*YOUR ASSIGNMENT*: Pull every line containing the word "BinaryTransport" out of the material below.

═══ DATASET RECORDS

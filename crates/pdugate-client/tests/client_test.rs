//! Client tests against a live server
//!
//! The same lifecycle runs over both transports and must produce the same
//! acks.

use pdugate_client::{
    BinaryTransport, Client, ClientError, HttpTransport, INVALID_CHOICE, render_ack,
    run_interactive,
};
use pdugate_core::SharedRegistry;
use pdugate_proto::StatusCode;
use pdugate_server::{BinaryServer, HttpServer, SystemEnv};

async fn binary_client() -> (Client, SharedRegistry<SystemEnv>) {
    let registry = SharedRegistry::new(SystemEnv::new());
    let server = BinaryServer::bind("127.0.0.1:0", registry.clone()).await.unwrap();
    let addr = server.local_addr().unwrap();
    tokio::spawn(server.run());

    (Client::new(BinaryTransport::new(addr.to_string())), registry)
}

async fn http_client() -> (Client, SharedRegistry<SystemEnv>) {
    let registry = SharedRegistry::new(SystemEnv::new());
    let server = HttpServer::bind("127.0.0.1:0", registry.clone()).await.unwrap();
    let addr = server.local_addr().unwrap();
    tokio::spawn(server.run());

    (Client::new(HttpTransport::new(format!("http://{addr}"))), registry)
}

async fn lifecycle(client: &Client, registry: &SharedRegistry<SystemEnv>) {
    let ack = client.register(10).await.unwrap();
    assert_eq!(ack.status, StatusCode::Ok);
    assert!(registry.is_registered(10));

    let ack = client.register(10).await.unwrap();
    assert_eq!(ack.status, StatusCode::BadRequest);
    assert_eq!(ack.message, "User Already Registered");

    let ack = client.establish_pdu_session(10, 1, "00ab").await.unwrap();
    assert_eq!(ack.status, StatusCode::Ok);
    assert!(ack.pdu_id.is_some_and(|id| (1..=15).contains(&id)));

    let ack = client.establish_pdu_session(11, 1, "00ab").await.unwrap();
    assert_eq!(ack.status, StatusCode::Forbidden);
    assert_eq!(ack.pdu_id, None);

    let ack = client.establish_pdu_session(10, 256, "00ab").await.unwrap();
    assert_eq!(ack.status, StatusCode::BadRequest);

    let ack = client.deregister(10).await.unwrap();
    assert_eq!(ack.status, StatusCode::Ok);
    assert!(registry.is_empty());

    let ack = client.deregister(10).await.unwrap();
    assert_eq!(ack.status, StatusCode::BadRequest);
}

#[tokio::test]
async fn binary_lifecycle() {
    let (client, registry) = binary_client().await;
    lifecycle(&client, &registry).await;
}

#[tokio::test]
async fn http_lifecycle() {
    let (client, registry) = http_client().await;
    lifecycle(&client, &registry).await;
}

#[tokio::test]
async fn rendered_output_matches_transport() {
    let (binary, _) = binary_client().await;
    let (http, _) = http_client().await;

    for client in [&binary, &http] {
        let ack = client.send(pdugate_proto::RegistrationRequest { id: 1 }.into()).await.unwrap();
        assert_eq!(render_ack(&ack), "Server Response: Registration Successful");

        let ack = client
            .send(pdugate_proto::PduSessionRequest { id: 2, sst: 1, sd: "0001".into() }.into())
            .await
            .unwrap();
        assert_eq!(render_ack(&ack), "PDU Allocated: 0 - PDU Session Denied: ID Not Registered");
    }
}

#[tokio::test]
async fn http_transport_against_binary_port_fails() {
    let registry = SharedRegistry::new(SystemEnv::new());
    let server = BinaryServer::bind("127.0.0.1:0", registry.clone()).await.unwrap();
    let addr = server.local_addr().unwrap();
    tokio::spawn(server.run());

    let client = Client::new(HttpTransport::new(format!("http://{addr}")));
    let err = client.register(1).await.unwrap_err();
    assert!(matches!(err, ClientError::Http(_)));
    assert!(registry.is_empty());
}

/// Prompts end without a newline, so replies share their line.
fn strip_prompts(mut line: &str) -> &str {
    const PROMPTS: [&str; 4] = [
        "Enter choice: ",
        "Enter User ID: ",
        "Enter SST (1-255): ",
        "Enter SD (4 hex digits, e.g., 00ab): ",
    ];

    while let Some(rest) = PROMPTS.iter().find_map(|prompt| line.strip_prefix(prompt)) {
        line = rest;
    }
    line
}

#[tokio::test]
async fn interactive_menu_over_http() {
    let (client, registry) = http_client().await;
    let input = "1\n7\n1\n7\n2\n7\n1\n00ab\n2 8 1 00ab\n5\n3 7\n3\n7\n4\n1\n9\n";

    let mut output = Vec::new();
    run_interactive(&client, input.as_bytes(), &mut output).await.unwrap();
    let output = String::from_utf8(output).unwrap();

    let responses: Vec<&str> = output
        .lines()
        .map(strip_prompts)
        .filter(|line| {
            line.starts_with("Server Response")
                || line.starts_with("PDU Allocated")
                || line.starts_with("Invalid")
        })
        .collect();

    assert_eq!(responses.len(), 7, "{output}");
    assert_eq!(responses[0], "Server Response: Registration Successful");
    assert_eq!(responses[1], "Server Response: User Already Registered");
    assert!(responses[2].starts_with("PDU Allocated: "));
    assert!(responses[2].ends_with(" - PDU Session Established"));
    assert_ne!(responses[2], "PDU Allocated: 0 - PDU Session Established");
    assert_eq!(responses[3], "PDU Allocated: 0 - PDU Session Denied: ID Not Registered");
    assert_eq!(responses[4], INVALID_CHOICE);
    assert_eq!(responses[5], "Server Response: Deregistration Successful");
    assert_eq!(responses[6], "Server Response: Deregistration Failed: ID Not Found");

    // Choice 4 stopped the loop before the trailing registration
    assert!(!registry.is_registered(9));
    assert!(registry.is_empty());
}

══════

*ANSWER TO THIS PROBLEM*:
    BinaryTransport, Client, ClientError, HttpTransport, INVALID_CHOICE, render_ack,
    (Client::new(BinaryTransport::new(addr.to_string())), registry)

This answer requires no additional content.